Data quality strikes me as the business equivalent of laundry. It just never ends, with the cleaning up of the data, the removing bad records, the synchronizing.
Given my laundry aversion, I can sympathize with organizations that just aren’t that diligent about data quality. They let the problems pile up, then try to do it all at once because it’s just such a pain. Heck, who among us hasn’t lost a weekend to piled-up laundry? Let that person throw the first stone.
To get laundry done, I have to incorporate it into a routine. Since I work from home, near the laundry room, that’s become how I make myself tend to the laundry. A load comes down with the laptop, goes in. When I get up for some other reason, I make the switch. And then the clean clothes go up with the laptop at the end of my work time.
On days when I don’t work in the home office, my husband walking in the door is my backup plan. For some reason, just seeing him reminds me the laundry needs to be switched, and I usually send him packing down a load shortly after.
Perhaps organizations need to take the same approach to data quality. Instead of doing it all at once, find a way to work it in whenever and wherever you can.
Typically, data quality comes up when there’s a big project, like a new CRM system or a master data management initiative. It’s usually coupled with the integration work, which is well and good.
Here’s another area that should trigger a good data quality cleansing: data migration.
Yet, often due to time constraints, data quality is often given short shrift during migration projects, writes Dylan Jones in a recent Data Roundtable post. Often the hard work of data quality is shrugged off with a “we’ll fix it later” in the target, he writes.
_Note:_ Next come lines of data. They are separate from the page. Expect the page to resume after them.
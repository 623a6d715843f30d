//! pagerun binary: runs one scenario and exits non-zero if it fails
//!
//! Exit codes: 0 passed, 1 a step failed, 2 the runner could not start.

use std::path::PathBuf;
use std::process::ExitCode;

use clap::Parser;
use colored::Colorize;
use tracing::{error, info, warn};
use tracing_subscriber::{fmt, prelude::*, EnvFilter};

use pagerun_e2e::config::RunnerConfig;
use pagerun_e2e::playwright::PlaywrightSession;
use pagerun_e2e::{ReadinessProbe, ReportSink, Scenario, ScenarioDriver};

#[derive(Parser, Debug)]
#[command(name = "pagerun")]
#[command(about = "Run a scripted browser scenario and write a report")]
#[command(version)]
struct Cli {
    /// Configuration file path
    #[arg(short, long, default_value = "pagerun.toml")]
    config: PathBuf,

    /// Scenario file (overrides the config)
    #[arg(short, long)]
    scenario: Option<PathBuf>,

    /// Output directory for reports (overrides the config)
    #[arg(short, long)]
    output: Option<PathBuf>,

    /// Enable debug logging
    #[arg(short, long)]
    debug: bool,
}

fn main() -> ExitCode {
    let cli = Cli::parse();

    let filter = if cli.debug {
        EnvFilter::new("debug")
    } else {
        EnvFilter::try_from_default_env().unwrap_or_else(|_| EnvFilter::new("info"))
    };
    tracing_subscriber::registry()
        .with(fmt::layer())
        .with(filter)
        .init();

    let runtime = match tokio::runtime::Runtime::new() {
        Ok(rt) => rt,
        Err(e) => {
            eprintln!("Error: failed to create tokio runtime: {}", e);
            return ExitCode::from(2);
        }
    };

    match runtime.block_on(async_main(cli)) {
        Ok(true) => ExitCode::SUCCESS,
        Ok(false) => ExitCode::from(1),
        Err(e) => {
            eprintln!("{} {:#}", "Error:".red().bold(), e);
            ExitCode::from(2)
        }
    }
}

async fn async_main(cli: Cli) -> anyhow::Result<bool> {
    let mut config = RunnerConfig::load(&cli.config)?;
    if let Some(scenario) = cli.scenario {
        config.scenario = Some(scenario);
    }
    if let Some(output) = cli.output {
        config.output_dir = output;
    }

    let scenario = Scenario::load(config.scenario.as_deref())?;
    info!("pagerun v{}", env!("CARGO_PKG_VERSION"));

    let session = PlaywrightSession::launch(&config.playwright).await?;
    let driver = ScenarioDriver::new(
        session,
        ReadinessProbe::new(config.readiness.clone()),
        ReportSink::new(&config.output_dir),
    );

    let outcome = driver.run(&scenario).await;

    if let Err(e) = driver.into_browser().close().await {
        warn!(error = %e, "Browser session did not close cleanly");
    }

    match outcome {
        Ok(run) => {
            if let Err(e) = run.saved {
                warn!(error = %e, "Scenario passed but the report could not be written");
            }
            println!("{} {}", "✓".green(), format!("{} passed", scenario.name).bold());
            Ok(true)
        }
        Err(e) => {
            error!("Scenario failed: {}", e);
            println!("{} {}", "✗".red(), format!("{} failed: {}", scenario.name, e).bold());
            Ok(false)
        }
    }
}
//! In-memory browser double for driving scenarios without a real browser

use std::sync::Mutex;
use std::time::Duration;

use async_trait::async_trait;

use pagerun_e2e::browser::{
    ActionDescriptor, ActionResolver, BrowserDriver, ElementHandle, LoadState, Locator,
    NavigateOptions, PageHandle, WaitState,
};
use pagerun_e2e::{E2eError, E2eResult};

/// Records every collaborator call and fails the `fail_at`-th action call.
///
/// Readiness primitives succeed immediately and are not counted.
#[derive(Default)]
pub struct ScriptedBrowser {
    calls: Mutex<Vec<String>>,
    fail_at: Option<usize>,
}

impl ScriptedBrowser {
    pub fn new() -> Self {
        Self::default()
    }

    pub fn failing_at(call: usize) -> Self {
        Self {
            fail_at: Some(call),
            ..Self::default()
        }
    }

    pub fn calls(&self) -> Vec<String> {
        self.calls.lock().unwrap().clone()
    }

    fn record(&self, call: String) -> E2eResult<()> {
        let mut calls = self.calls.lock().unwrap();
        let index = calls.len();
        calls.push(call.clone());
        if self.fail_at == Some(index) {
            return Err(E2eError::timeout(call, Duration::from_secs(60)));
        }
        Ok(())
    }
}

#[async_trait]
impl PageHandle for ScriptedBrowser {
    async fn wait_for_load_state(&self, _state: LoadState, _timeout: Duration) -> E2eResult<()> {
        Ok(())
    }

    async fn wait_for_function(&self, _expression: &str, _timeout: Duration) -> E2eResult<()> {
        Ok(())
    }
}

#[async_trait]
impl BrowserDriver for ScriptedBrowser {
    async fn navigate(&self, url: &str, _options: NavigateOptions) -> E2eResult<()> {
        self.record(format!("navigate {}", url))
    }

    async fn locate_and_wait(
        &self,
        locator: &Locator,
        _state: WaitState,
        _timeout: Duration,
    ) -> E2eResult<ElementHandle> {
        self.record(format!("locate {}", locator))?;
        Ok(ElementHandle::new("element-1", locator.clone()))
    }

    async fn fill_field(&self, locator: &Locator, value: &str, _timeout: Duration) -> E2eResult<()> {
        self.record(format!("fill {} = {}", locator, value))
    }
}

#[async_trait]
impl ActionResolver for ScriptedBrowser {
    async fn resolve_and_preview(&self, instruction: &str) -> E2eResult<ActionDescriptor> {
        self.record(format!("observe {}", instruction))?;
        Ok(ActionDescriptor {
            description: "The iframe practice link".to_string(),
            method: "click".to_string(),
            selector: "/html/body/div[1]/div[1]/a".to_string(),
            arguments: vec![],
        })
    }

    async fn perform_action(&self, action: &ActionDescriptor) -> E2eResult<()> {
        self.record(format!("act {} {}", action.method, action.selector))
    }
}
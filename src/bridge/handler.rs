// Copyright 2025 coScene
//
// Licensed under the Apache License, Version 2.0 (the "License");
// you may not use this file except in compliance with the License.
// You may obtain a copy of the License at
//
//     http://www.apache.org/licenses/LICENSE-2.0
//
// Unless required by applicable law or agreed to in writing, software
// distributed under the License is distributed on an "AS IS" BASIS,
// WITHOUT WARRANTIES OR CONDITIONS OF ANY KIND, either express or implied.
// See the License for the specific language governing permissions and
// limitations under the License.

use async_trait::async_trait;
use bytes::Bytes;
use std::fmt;

use crate::protocol::MeasurementClass;

/// Broker session a message arrived on
#[derive(Debug, Clone, Copy, PartialEq, Eq)]
pub enum Origin {
    Local,
    Remote,
}

impl fmt::Display for Origin {
    fn fmt(&self, f: &mut fmt::Formatter<'_>) -> fmt::Result {
        match self {
            Origin::Local => f.write_str("local"),
            Origin::Remote => f.write_str("remote"),
        }
    }
}

/// Receiver of messages the bridge pulls off its subscriptions
///
/// Each call runs on its own task; calls for different messages overlap.
#[async_trait]
pub trait MessageHandler: Send + Sync {
    async fn on_measurement(&self, class: MeasurementClass, payload: Bytes);

    async fn on_resend_request(
        &self,
        class: MeasurementClass,
        origin: Origin,
        topic: String,
        payload: Bytes,
    );
}
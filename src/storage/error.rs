// Copyright 2025 coScene
//
// Licensed under the Apache License, Version 2.0 (the "License");
// you may not use this file except in compliance with the License.
// You may obtain a copy of the License at
//
//     http://www.apache.org/licenses/LICENSE-2.0
//
// Unless required by applicable law or agreed to in writing, software
// distributed under the License is distributed on an "AS IS" BASIS,
// WITHOUT WARRANTIES OR CONDITIONS OF ANY KIND, either express or implied.
// See the License for the specific language governing permissions and
// limitations under the License.

use rusqlite::ErrorCode;
use thiserror::Error;

/// `EROFS` on Linux
const READ_ONLY_FS_ERRNO: i32 = 30;

#[derive(Debug, Error)]
pub enum StorageError {
    #[error("sqlite: {0}")]
    Sqlite(#[from] rusqlite::Error),

    #[error("io: {0}")]
    Io(#[from] std::io::Error),

    #[error("blocking store task failed: {0}")]
    Task(#[from] tokio::task::JoinError),

    #[error("Database not connected")]
    NotOpen,

    #[error("store initialization cancelled by shutdown")]
    Cancelled,
}

impl StorageError {
    /// True when the storage medium reports a read-only filesystem, the
    /// signature of a corrupted SD card that the kernel remounted read-only
    pub fn is_read_only_medium(&self) -> bool {
        match self {
            StorageError::Io(e) => {
                e.raw_os_error() == Some(READ_ONLY_FS_ERRNO)
                    || e.to_string().to_lowercase().contains("read-only file system")
            }
            StorageError::Sqlite(e) => {
                if let rusqlite::Error::SqliteFailure(failure, _) = e {
                    if failure.code == ErrorCode::ReadOnly {
                        return true;
                    }
                }
                e.to_string().to_lowercase().contains("read-only file system")
            }
            StorageError::Task(_) | StorageError::NotOpen | StorageError::Cancelled => false,
        }
    }
}

#[cfg(test)]
mod tests {
    use super::*;

    #[test]
    fn test_erofs_is_read_only() {
        let err = StorageError::Io(std::io::Error::from_raw_os_error(30));
        assert!(err.is_read_only_medium());
    }

    #[test]
    fn test_sqlite_readonly_code() {
        let failure = rusqlite::ffi::Error::new(rusqlite::ffi::SQLITE_READONLY);
        let err = StorageError::Sqlite(rusqlite::Error::SqliteFailure(failure, None));
        assert!(err.is_read_only_medium());
    }

    #[test]
    fn test_message_signature() {
        let failure = rusqlite::ffi::Error::new(rusqlite::ffi::SQLITE_CANTOPEN);
        let err = StorageError::Sqlite(rusqlite::Error::SqliteFailure(
            failure,
            Some("disk I/O error: read-only file system".to_string()),
        ));
        assert!(err.is_read_only_medium());
    }

    #[test]
    fn test_other_errors_are_not_read_only() {
        let err = StorageError::Io(std::io::Error::from(std::io::ErrorKind::NotFound));
        assert!(!err.is_read_only_medium());
        assert!(!StorageError::NotOpen.is_read_only_medium());
    }
}
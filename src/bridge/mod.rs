// Copyright 2025 coScene
//
// Licensed under the Apache License, Version 2.0 (the "License");
// you may not use this file except in compliance with the License.
// You may obtain a copy of the License at
//
//     http://www.apache.org/licenses/LICENSE-2.0
//
// Unless required by applicable law or agreed to in writing, software
// distributed under the License is distributed on an "AS IS" BASIS,
// WITHOUT WARRANTIES OR CONDITIONS OF ANY KIND, either express or implied.
// See the License for the specific language governing permissions and
// limitations under the License.

// Broker bridge
//
// Two MQTT sessions: the local broker supplies measurements and resend
// requests, the remote broker receives forwarded measurements and may also
// send resend requests. Subscriptions are wired here and dispatched through
// `MessageHandler`.

pub mod handler;
pub mod link;
pub mod publisher;
pub mod runner;
pub mod session;
pub mod topics;

pub use handler::{MessageHandler, Origin};
pub use link::{ConnectionState, LinkStateWriter, RemoteLinkState};
pub use publisher::{PublishError, Publisher};
pub use runner::{BridgeRunners, BrokerBridge};
pub use session::{AckTracker, MqttSession};
pub use topics::{substitute_device, TopicRole, TopicSet};
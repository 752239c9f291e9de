// Copyright 2025 coScene
//
// Licensed under the Apache License, Version 2.0 (the "License");
// you may not use this file except in compliance with the License.
// You may obtain a copy of the License at
//
//     http://www.apache.org/licenses/LICENSE-2.0
//
// Unless required by applicable law or agreed to in writing, software
// distributed under the License is distributed on an "AS IS" BASIS,
// WITHOUT WARRANTIES OR CONDITIONS OF ANY KIND, either express or implied.
// See the License for the specific language governing permissions and
// limitations under the License.

use std::sync::atomic::{AtomicBool, Ordering};
use std::sync::Arc;

/// Connectivity of the remote broker session
#[derive(Debug, Clone, Copy, PartialEq, Eq)]
pub enum ConnectionState {
    Disconnected,
    Connected,
}

/// Read side of the remote connectivity flag
///
/// Cheap to clone and read from any task. Only the matching
/// [`LinkStateWriter`], owned by the remote session, can change it.
#[derive(Debug, Clone)]
pub struct RemoteLinkState {
    connected: Arc<AtomicBool>,
}

/// Write side of the remote connectivity flag
#[derive(Debug)]
pub struct LinkStateWriter {
    connected: Arc<AtomicBool>,
}

impl RemoteLinkState {
    /// A disconnected flag and its writer
    pub fn new() -> (RemoteLinkState, LinkStateWriter) {
        let connected = Arc::new(AtomicBool::new(false));
        (
            RemoteLinkState {
                connected: Arc::clone(&connected),
            },
            LinkStateWriter { connected },
        )
    }

    pub fn state(&self) -> ConnectionState {
        if self.is_connected() {
            ConnectionState::Connected
        } else {
            ConnectionState::Disconnected
        }
    }

    pub fn is_connected(&self) -> bool {
        self.connected.load(Ordering::Acquire)
    }
}

impl LinkStateWriter {
    /// Record the new state and return the previous one
    pub fn set(&self, state: ConnectionState) -> ConnectionState {
        let was = self
            .connected
            .swap(state == ConnectionState::Connected, Ordering::AcqRel);
        if was {
            ConnectionState::Connected
        } else {
            ConnectionState::Disconnected
        }
    }
}
// Copyright 2025 coScene
//
// Licensed under the Apache License, Version 2.0 (the "License");
// you may not use this file except in compliance with the License.
// You may obtain a copy of the License at
//
//     http://www.apache.org/licenses/LICENSE-2.0
//
// Unless required by applicable law or agreed to in writing, software
// distributed under the License is distributed on an "AS IS" BASIS,
// WITHOUT WARRANTIES OR CONDITIONS OF ANY KIND, either express or implied.
// See the License for the specific language governing permissions and
// limitations under the License.

// Configuration loader with environment variable substitution

use super::types::*;
use anyhow::{bail, Context, Result};
use regex::Regex;
use std::path::Path;
use std::sync::OnceLock;

/// One year
const MAX_RESENDING_INTERVAL_MINUTES: u64 = 365 * 24 * 60;

pub struct ConfigLoader;

impl ConfigLoader {
    /// Load the base configuration file
    pub fn load<P: AsRef<Path>>(path: P) -> Result<SyncConfig> {
        let config: SyncConfig = Self::parse_file(path.as_ref())?;
        Self::validate(&config)?;
        Ok(config)
    }

    /// Load a user override file
    pub fn load_user<P: AsRef<Path>>(path: P) -> Result<UserConfig> {
        Self::parse_file(path.as_ref())
    }

    fn parse_file<T: serde::de::DeserializeOwned>(path: &Path) -> Result<T> {
        let content = std::fs::read_to_string(path)
            .with_context(|| format!("Failed to read config file {}", path.display()))?;

        let content = Self::substitute_env_vars(&content);

        serde_yaml::from_str(&content)
            .with_context(|| format!("Failed to parse YAML configuration {}", path.display()))
    }

    /// Substitute ${VAR} and ${VAR:-default} patterns with environment variables
    ///
    /// Examples:
    /// - ${HOME} -> /home/user
    /// - ${DEVICE_ID:-AirSENCE-001} -> AirSENCE-001 (if DEVICE_ID not set)
    pub(crate) fn substitute_env_vars(content: &str) -> String {
        static PATTERN: OnceLock<Regex> = OnceLock::new();
        let re = PATTERN.get_or_init(|| {
            Regex::new(r"\$\{([^}:]+)(?::-([^}]+))?\}").expect("static pattern is valid")
        });

        re.replace_all(content, |caps: &regex::Captures| {
            let var_name = &caps[1];
            let default_value = caps.get(2).map(|m| m.as_str());

            match std::env::var(var_name) {
                Ok(value) => value,
                Err(_) => match default_value {
                    Some(default) => default.to_string(),
                    // Keep original if no default and var not found
                    None => format!("${{{}}}", var_name),
                },
            }
        })
        .to_string()
    }

    /// Validate configuration
    pub fn validate(config: &SyncConfig) -> Result<()> {
        if config.mqtt.client_id.is_empty() {
            bail!("mqtt.client_id cannot be empty");
        }

        if config.mqtt.qos > 2 {
            bail!("mqtt.qos must be 0, 1 or 2");
        }

        if config.mqtt.resending_interval_minutes == 0 {
            bail!("mqtt.resending_interval_minutes must be > 0");
        }

        if config.mqtt.resending_interval_minutes > MAX_RESENDING_INTERVAL_MINUTES {
            bail!(
                "mqtt.resending_interval_minutes must be at most {}",
                MAX_RESENDING_INTERVAL_MINUTES
            );
        }

        if config.mqtt.publish_timeout_seconds == 0 {
            bail!("mqtt.publish_timeout_seconds must be > 0");
        }

        if config.server.clock_retry_seconds == 0 {
            bail!("server.clock_retry_seconds must be > 0");
        }

        if config.server.storage_retry_seconds == 0 {
            bail!("server.storage_retry_seconds must be > 0");
        }

        for (name, template) in [
            ("raw_topic", &config.mqtt.raw_topic),
            ("pollutant_topic", &config.mqtt.pollutant_topic),
            ("resend_raw_topic", &config.mqtt.resend_raw_topic),
            ("resend_pollutant_topic", &config.mqtt.resend_pollutant_topic),
        ] {
            if template.is_empty() {
                bail!("mqtt.{} cannot be empty", name);
            }
        }

        if config.server.main_folder.is_empty() {
            bail!("server.main_folder cannot be empty");
        }

        match config.logging.level.to_lowercase().as_str() {
            "trace" | "debug" | "info" | "warn" | "error" => {}
            unknown => bail!("Unknown log level: '{}'", unknown),
        }

        match config.logging.format.as_str() {
            "text" | "json" => {}
            unknown => bail!("Unknown log format: '{}'. Supported: text, json", unknown),
        }

        Ok(())
    }
}
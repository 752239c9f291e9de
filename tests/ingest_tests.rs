// Copyright 2025 coScene
//
// Licensed under the Apache License, Version 2.0 (the "License");
// you may not use this file except in compliance with the License.
// You may obtain a copy of the License at
//
//     http://www.apache.org/licenses/LICENSE-2.0
//
// Unless required by applicable law or agreed to in writing, software
// distributed under the License is distributed on an "AS IS" BASIS,
// WITHOUT WARRANTIES OR CONDITIONS OF ANY KIND, either express or implied.
// See the License for the specific language governing permissions and
// limitations under the License.

mod common;

use std::sync::Arc;
use tempfile::TempDir;

use common::*;
use edge_datasync::bridge::{ConnectionState, LinkStateWriter, RemoteLinkState, TopicSet};
use edge_datasync::config::{MqttConfig, ServerConfig};
use edge_datasync::ingest::Ingestor;
use edge_datasync::protocol::MeasurementClass;
use edge_datasync::storage::DurableStore;

fn topics() -> TopicSet {
    TopicSet::from_config(&MqttConfig {
        client_id: DEVICE.to_string(),
        ..Default::default()
    })
}

struct Fixture {
    _dir: TempDir,
    store: Arc<DurableStore>,
    remote: Arc<FakePublisher>,
    link: LinkStateWriter,
    ingestor: Ingestor,
}

async fn fixture(server: ServerConfig) -> Fixture {
    let dir = TempDir::new().unwrap();
    let (store, _clock) = open_store(&dir, utc(2024, 5, 10)).await;
    let remote = FakePublisher::new();
    let (link_state, link) = RemoteLinkState::new();
    let ingestor = Ingestor::new(
        server,
        topics(),
        Arc::clone(&store),
        remote.clone(),
        link_state,
    );
    Fixture {
        _dir: dir,
        store,
        remote,
        link,
        ingestor,
    }
}

#[tokio::test]
async fn test_forwarded_pollutant_is_stored_acknowledged() {
    let f = fixture(ServerConfig::default()).await;
    f.link.set(ConnectionState::Connected);

    let payload = pollutant_payload(1000);
    let outcome = f
        .ingestor
        .ingest(MeasurementClass::Pollutant, payload.clone().into())
        .await;
    assert!(outcome.forwarded);

    let published = f.remote.published();
    assert_eq!(published.len(), 1);
    assert_eq!(published[0].0, topics().pollutant);
    assert_eq!(published[0].1, payload);

    let id = outcome.stored.unwrap();
    let record = f
        .store
        .active()
        .await
        .unwrap()
        .record(MeasurementClass::Pollutant, id)
        .await
        .unwrap()
        .unwrap();
    assert_eq!(record.timestamp, 1000);
    assert!(record.acknowledged);
    assert_eq!(record.payload, payload);
}

#[tokio::test]
async fn test_failed_forward_is_stored_unacknowledged() {
    let f = fixture(ServerConfig::default()).await;
    f.link.set(ConnectionState::Connected);
    f.remote.fail_all(true);

    let outcome = f
        .ingestor
        .ingest(MeasurementClass::Raw, raw_payload(42).into())
        .await;
    assert!(!outcome.forwarded);
    assert_eq!(f.remote.attempts(), 1);

    let record = f
        .store
        .active()
        .await
        .unwrap()
        .record(MeasurementClass::Raw, outcome.stored.unwrap())
        .await
        .unwrap()
        .unwrap();
    assert!(!record.acknowledged);
}

#[tokio::test]
async fn test_disconnected_link_skips_publish() {
    let f = fixture(ServerConfig::default()).await;

    let outcome = f
        .ingestor
        .ingest(MeasurementClass::Raw, raw_payload(7).into())
        .await;
    assert!(!outcome.forwarded);
    assert_eq!(f.remote.attempts(), 0);
    assert!(outcome.stored.is_some());
}

#[tokio::test]
async fn test_forward_without_logging() {
    let server = ServerConfig {
        log_raw: false,
        ..Default::default()
    };
    let f = fixture(server).await;
    f.link.set(ConnectionState::Connected);

    let outcome = f
        .ingestor
        .ingest(MeasurementClass::Raw, raw_payload(7).into())
        .await;
    assert!(outcome.forwarded);
    assert_eq!(outcome.stored, None);

    let file = f.store.active().await.unwrap();
    assert!(file.records(MeasurementClass::Raw).await.unwrap().is_empty());
}

#[tokio::test]
async fn test_log_without_forwarding() {
    let server = ServerConfig {
        send_pollutant_data: false,
        ..Default::default()
    };
    let f = fixture(server).await;
    f.link.set(ConnectionState::Connected);

    let outcome = f
        .ingestor
        .ingest(MeasurementClass::Pollutant, pollutant_payload(9).into())
        .await;
    assert!(!outcome.forwarded);
    assert_eq!(f.remote.attempts(), 0);

    let file = f.store.active().await.unwrap();
    let records = file.records(MeasurementClass::Pollutant).await.unwrap();
    assert_eq!(records.len(), 1);
    assert!(!records[0].acknowledged);
}

#[tokio::test]
async fn test_both_disabled_drops_message() {
    let server = ServerConfig {
        log_raw: false,
        send_raw_data: false,
        ..Default::default()
    };
    let f = fixture(server).await;
    f.link.set(ConnectionState::Connected);

    let outcome = f
        .ingestor
        .ingest(MeasurementClass::Raw, raw_payload(9).into())
        .await;
    assert!(!outcome.forwarded);
    assert_eq!(outcome.stored, None);
    assert_eq!(f.remote.attempts(), 0);
}

#[tokio::test]
async fn test_undecodable_payload_is_forwarded_but_not_stored() {
    let f = fixture(ServerConfig::default()).await;
    f.link.set(ConnectionState::Connected);

    let outcome = f
        .ingestor
        .ingest(MeasurementClass::Raw, b"not msgpack".to_vec().into())
        .await;
    assert!(outcome.forwarded);
    assert_eq!(outcome.stored, None);

    let file = f.store.active().await.unwrap();
    assert!(file.records(MeasurementClass::Raw).await.unwrap().is_empty());
}

#[tokio::test]
async fn test_classes_are_independent() {
    let f = fixture(ServerConfig::default()).await;
    f.link.set(ConnectionState::Connected);

    f.ingestor
        .ingest(MeasurementClass::Raw, raw_payload(1).into())
        .await;
    f.ingestor
        .ingest(MeasurementClass::Pollutant, pollutant_payload(2).into())
        .await;

    let topics = topics();
    let published: Vec<_> = f.remote.published().into_iter().map(|(t, _)| t).collect();
    assert_eq!(published, vec![topics.raw.clone(), topics.pollutant.clone()]);

    let file = f.store.active().await.unwrap();
    assert_eq!(file.records(MeasurementClass::Raw).await.unwrap().len(), 1);
    assert_eq!(
        file.records(MeasurementClass::Pollutant).await.unwrap().len(),
        1
    );
}
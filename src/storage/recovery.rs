// Copyright 2025 coScene
//
// Licensed under the Apache License, Version 2.0 (the "License");
// you may not use this file except in compliance with the License.
// You may obtain a copy of the License at
//
//     http://www.apache.org/licenses/LICENSE-2.0
//
// Unless required by applicable law or agreed to in writing, software
// distributed under the License is distributed on an "AS IS" BASIS,
// WITHOUT WARRANTIES OR CONDITIONS OF ANY KIND, either express or implied.
// See the License for the specific language governing permissions and
// limitations under the License.

// Out-of-band repair of the storage medium

use async_trait::async_trait;
use std::sync::Arc;
use tokio::process::Command;
use tracing::{error, info, warn};

use crate::config::RecoveryConfig;

/// Best-effort repair of a storage medium that went read-only
///
/// Implementations log their own failures; callers never retry a repair,
/// they retry whatever operation observed the failure.
#[async_trait]
pub trait MediumRepair: Send + Sync {
    async fn repair(&self);
}

/// Build the repair strategy from configuration
pub fn from_config(config: &RecoveryConfig) -> Arc<dyn MediumRepair> {
    if config.enabled {
        Arc::new(FsckRepair::new(config))
    } else {
        Arc::new(DisabledRepair)
    }
}

/// Runs a filesystem checker such as `fsck.fat -a /dev/mmcblk0p1`
pub struct FsckRepair {
    program: String,
    args: Vec<String>,
    device: String,
}

impl FsckRepair {
    pub fn new(config: &RecoveryConfig) -> Self {
        Self {
            program: config.program.clone(),
            args: config.args.clone(),
            device: config.device.clone(),
        }
    }
}

#[async_trait]
impl MediumRepair for FsckRepair {
    async fn repair(&self) {
        warn!(
            "Read-only file system detected, running {} on {}",
            self.program, self.device
        );

        let output = Command::new(&self.program)
            .args(&self.args)
            .arg(&self.device)
            .output()
            .await;

        match output {
            Ok(output) if output.status.success() => {
                info!("File system repair of {} finished", self.device);
            }
            Ok(output) => {
                error!(
                    "File system repair of {} failed ({}): {}",
                    self.device,
                    output.status,
                    String::from_utf8_lossy(&output.stderr).trim()
                );
            }
            Err(e) => {
                error!("File system repair could not start {}: {}", self.program, e);
            }
        }
    }
}

/// Logs the condition without touching the medium
pub struct DisabledRepair;

#[async_trait]
impl MediumRepair for DisabledRepair {
    async fn repair(&self) {
        warn!("Read-only file system detected, medium repair is disabled");
    }
}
And that’s just bad planning, because, really, which is more likely to work: forcing business users to cleanse the data while learning a new system, or cleaning the data before you move it?
Of course, it’s not so simple as just saying, “Fix it during migration.” You also have to decide at what point in the migration you should deal with data quality. Should it be the staging area? An offline staging area? Or online staging area? Or do you clean it in the legacy system — which you may have acquired and which may be a big hot mess?
Each has its pros and cons, which Jones outlines. You'll need to decide where to fit in data quality after profiling the data, he states.
“When and where to cleanse your data in a data migration is not straightforward so don’t publish carte blanche policies, he writes. “Profile your data early and examine the different types of issues. What you’ll find is that multiple approaches will be required.”
I can certainly understand that it might take multiple approaches to get data quality done, because here’s the thing about data quality and laundry: Neither are ever going to be finished, no matter how much or how often you do them or how many stars you wish upon.
Trust me on that last one. I’ve already tried.